[WORKING DATA Boundary: Start]

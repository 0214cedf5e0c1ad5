//! Record Projector - applies a confirmed mapping to raw rows
//!
//! Numeric cells are coerced leniently (currency symbols, thousands
//! separators and percent signs are stripped). Anything that still fails to
//! parse, or parses to a negative/non-finite value, becomes 0.0, so a bad
//! cell never fails the upload.

use crate::error::{InsightError, Result};
use crate::schema::{CanonicalField, CanonicalRecord, CellValue, ColumnMapping, RawRecord};
use chrono::{Duration, NaiveDate, NaiveDateTime};
use tracing::debug;

const DATE_FORMATS: [&str; 4] = ["%Y-%m-%d", "%Y/%m/%d", "%m/%d/%Y", "%d.%m.%Y"];
const DATETIME_FORMATS: [&str; 3] = ["%Y-%m-%dT%H:%M:%S", "%Y-%m-%d %H:%M:%S", "%Y-%m-%dT%H:%M:%S%.fZ"];

/// Spreadsheet serial day numbers in this range are treated as dates (1954..2119).
const SERIAL_DATE_RANGE: std::ops::RangeInclusive<f64> = 20_000.0..=80_000.0;

/// Parse a metric cell. Never fails: unusable input is 0.0.
pub fn coerce_number(cell: Option<&CellValue>) -> f64 {
    let value = match cell {
        Some(CellValue::Number(n)) => *n,
        Some(CellValue::Text(s)) => parse_lenient(s).unwrap_or(0.0),
        Some(CellValue::Empty) | None => 0.0,
    };
    if value.is_finite() && value > 0.0 {
        value
    } else {
        0.0
    }
}

fn parse_lenient(raw: &str) -> Option<f64> {
    let cleaned: String = raw
        .trim()
        .chars()
        .filter(|c| !matches!(c, '$' | '€' | '£' | '¥' | ',' | '%' | ' ' | '\u{a0}'))
        .collect();
    if cleaned.is_empty() {
        return None;
    }
    cleaned.parse::<f64>().ok()
}

/// Parse a dimension cell, falling back to `placeholder` when blank.
pub fn coerce_text(cell: Option<&CellValue>, placeholder: &str) -> String {
    match cell {
        Some(CellValue::Text(s)) if !s.trim().is_empty() => s.trim().to_string(),
        Some(CellValue::Number(n)) if n.is_finite() => {
            if n.fract() == 0.0 && n.abs() < 1e15 {
                format!("{}", *n as i64)
            } else {
                n.to_string()
            }
        }
        _ => placeholder.to_string(),
    }
}

pub fn coerce_date(cell: Option<&CellValue>) -> Option<NaiveDate> {
    match cell? {
        CellValue::Text(s) => parse_date(s),
        CellValue::Number(n) if SERIAL_DATE_RANGE.contains(n) => {
            // Spreadsheet epoch, accounting for the 1900 leap-year bug.
            let epoch = NaiveDate::from_ymd_opt(1899, 12, 30)?;
            epoch.checked_add_signed(Duration::days(n.trunc() as i64))
        }
        _ => None,
    }
}

fn parse_date(raw: &str) -> Option<NaiveDate> {
    let s = raw.trim();
    if s.is_empty() {
        return None;
    }
    DATE_FORMATS
        .iter()
        .find_map(|fmt| NaiveDate::parse_from_str(s, fmt).ok())
        .or_else(|| {
            DATETIME_FORMATS
                .iter()
                .find_map(|fmt| NaiveDateTime::parse_from_str(s, fmt).ok())
                .map(|dt| dt.date())
        })
        .or_else(|| {
            // "2024-03-01 - 2024-03-07" style ranges: keep the start.
            s.get(..10).and_then(|head| NaiveDate::parse_from_str(head, "%Y-%m-%d").ok())
        })
}

pub struct RecordProjector;

impl RecordProjector {
    /// Project one raw row. Unmapped fields keep their defaults.
    pub fn project_row(&self, row: &RawRecord, mapping: &ColumnMapping) -> CanonicalRecord {
        let cell = |field: CanonicalField| mapping.column_for(field).and_then(|c| row.get(c));
        let text = |field: CanonicalField| {
            coerce_text(cell(field), field.placeholder().unwrap_or_default())
        };

        CanonicalRecord {
            campaign: text(CanonicalField::Campaign),
            ad_group: text(CanonicalField::AdGroup),
            creative: text(CanonicalField::Creative),
            spend: coerce_number(cell(CanonicalField::Spend)),
            impressions: coerce_number(cell(CanonicalField::Impressions)),
            clicks: coerce_number(cell(CanonicalField::Clicks)),
            conversions: coerce_number(cell(CanonicalField::Conversions)),
            date: coerce_date(cell(CanonicalField::Date)),
        }
    }

    /// Project every row, preserving order.
    ///
    /// Fails only when nothing was supplied or a required metric is unmapped.
    pub fn project(&self, rows: &[RawRecord], mapping: &ColumnMapping) -> Result<Vec<CanonicalRecord>> {
        if rows.is_empty() {
            return Err(InsightError::EmptyInput("no rows to project".to_string()));
        }
        mapping.ensure_required()?;

        let records: Vec<CanonicalRecord> = rows.iter().map(|r| self.project_row(r, mapping)).collect();
        debug!("Projected {} rows onto the standard schema", records.len());
        Ok(records)
    }
}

[WORKING DATA Boundary: End]

PROBLEM TO SOLVE
Would you return all of the data exactly as it stands above?

TASK OUTPUT
repository 0214cedf5e0c1ad5
//! Record Projector - applies a confirmed mapping to raw rows
//!
//! Numeric cells are coerced leniently (currency symbols, thousands
//! separators and percent signs are stripped). Anything that still fails to
//! parse, or parses to a negative/non-finite value, becomes 0.0, so a bad
//! cell never fails the upload.

use crate::error::{InsightError, Result};
use crate::schema::{CanonicalField, CanonicalRecord, CellValue, ColumnMapping, RawRecord};
use chrono::{Duration, NaiveDate, NaiveDateTime};
use tracing::debug;

const DATE_FORMATS: [&str; 4] = ["%Y-%m-%d", "%Y/%m/%d", "%m/%d/%Y", "%d.%m.%Y"];
const DATETIME_FORMATS: [&str; 3] = ["%Y-%m-%dT%H:%M:%S", "%Y-%m-%d %H:%M:%S", "%Y-%m-%dT%H:%M:%S%.fZ"];

/// Spreadsheet serial day numbers in this range are treated as dates (1954..2119).
const SERIAL_DATE_RANGE: std::ops::RangeInclusive<f64> = 20_000.0..=80_000.0;

/// Parse a metric cell. Never fails: unusable input is 0.0.
pub fn coerce_number(cell: Option<&CellValue>) -> f64 {
    let value = match cell {
        Some(CellValue::Number(n)) => *n,
        Some(CellValue::Text(s)) => parse_lenient(s).unwrap_or(0.0),
        Some(CellValue::Empty) | None => 0.0,
    };
    if value.is_finite() && value > 0.0 {
        value
    } else {
        0.0
    }
}

fn parse_lenient(raw: &str) -> Option<f64> {
    let cleaned: String = raw
        .trim()
        .chars()
        .filter(|c| !matches!(c, '$' | '€' | '£' | '¥' | ',' | '%' | ' ' | '\u{a0}'))
        .collect();
    if cleaned.is_empty() {
        return None;
    }
    cleaned.parse::<f64>().ok()
}

/// Parse a dimension cell, falling back to `placeholder` when blank.
pub fn coerce_text(cell: Option<&CellValue>, placeholder: &str) -> String {
    match cell {
        Some(CellValue::Text(s)) if !s.trim().is_empty() => s.trim().to_string(),
        Some(CellValue::Number(n)) if n.is_finite() => {
            if n.fract() == 0.0 && n.abs() < 1e15 {
                format!("{}", *n as i64)
            } else {
                n.to_string()
            }
        }
        _ => placeholder.to_string(),
    }
}

pub fn coerce_date(cell: Option<&CellValue>) -> Option<NaiveDate> {
    match cell? {
        CellValue::Text(s) => parse_date(s),
        CellValue::Number(n) if SERIAL_DATE_RANGE.contains(n) => {
            // Spreadsheet epoch, accounting for the 1900 leap-year bug.
            let epoch = NaiveDate::from_ymd_opt(1899, 12, 30)?;
            epoch.checked_add_signed(Duration::days(n.trunc() as i64))
        }
        _ => None,
    }
}

fn parse_date(raw: &str) -> Option<NaiveDate> {
    let s = raw.trim();
    if s.is_empty() {
        return None;
    }
    DATE_FORMATS
        .iter()
        .find_map(|fmt| NaiveDate::parse_from_str(s, fmt).ok())
        .or_else(|| {
            DATETIME_FORMATS
                .iter()
                .find_map(|fmt| NaiveDateTime::parse_from_str(s, fmt).ok())
                .map(|dt| dt.date())
        })
        .or_else(|| {
            // "2024-03-01 - 2024-03-07" style ranges: keep the start.
            s.get(..10).and_then(|head| NaiveDate::parse_from_str(head, "%Y-%m-%d").ok())
        })
}

pub struct RecordProjector;

impl RecordProjector {
    /// Project one raw row. Unmapped fields keep their defaults.
    pub fn project_row(&self, row: &RawRecord, mapping: &ColumnMapping) -> CanonicalRecord {
        let cell = |field: CanonicalField| mapping.column_for(field).and_then(|c| row.get(c));
        let text = |field: CanonicalField| {
            coerce_text(cell(field), field.placeholder().unwrap_or_default())
        };

        CanonicalRecord {
            campaign: text(CanonicalField::Campaign),
            ad_group: text(CanonicalField::AdGroup),
            creative: text(CanonicalField::Creative),
            spend: coerce_number(cell(CanonicalField::Spend)),
            impressions: coerce_number(cell(CanonicalField::Impressions)),
            clicks: coerce_number(cell(CanonicalField::Clicks)),
            conversions: coerce_number(cell(CanonicalField::Conversions)),
            date: coerce_date(cell(CanonicalField::Date)),
        }
    }

    /// Project every row, preserving order.
    ///
    /// Fails only when nothing was supplied or a required metric is unmapped.
    pub fn project(&self, rows: &[RawRecord], mapping: &ColumnMapping) -> Result<Vec<CanonicalRecord>> {
        if rows.is_empty() {
            return Err(InsightError::EmptyInput("no rows to project".to_string()));
        }
        mapping.ensure_required()?;

        let records: Vec<CanonicalRecord> = rows.iter().map(|r| self.project_row(r, mapping)).collect();
        debug!("Projected {} rows onto the standard schema", records.len());
        Ok(records)
    }
}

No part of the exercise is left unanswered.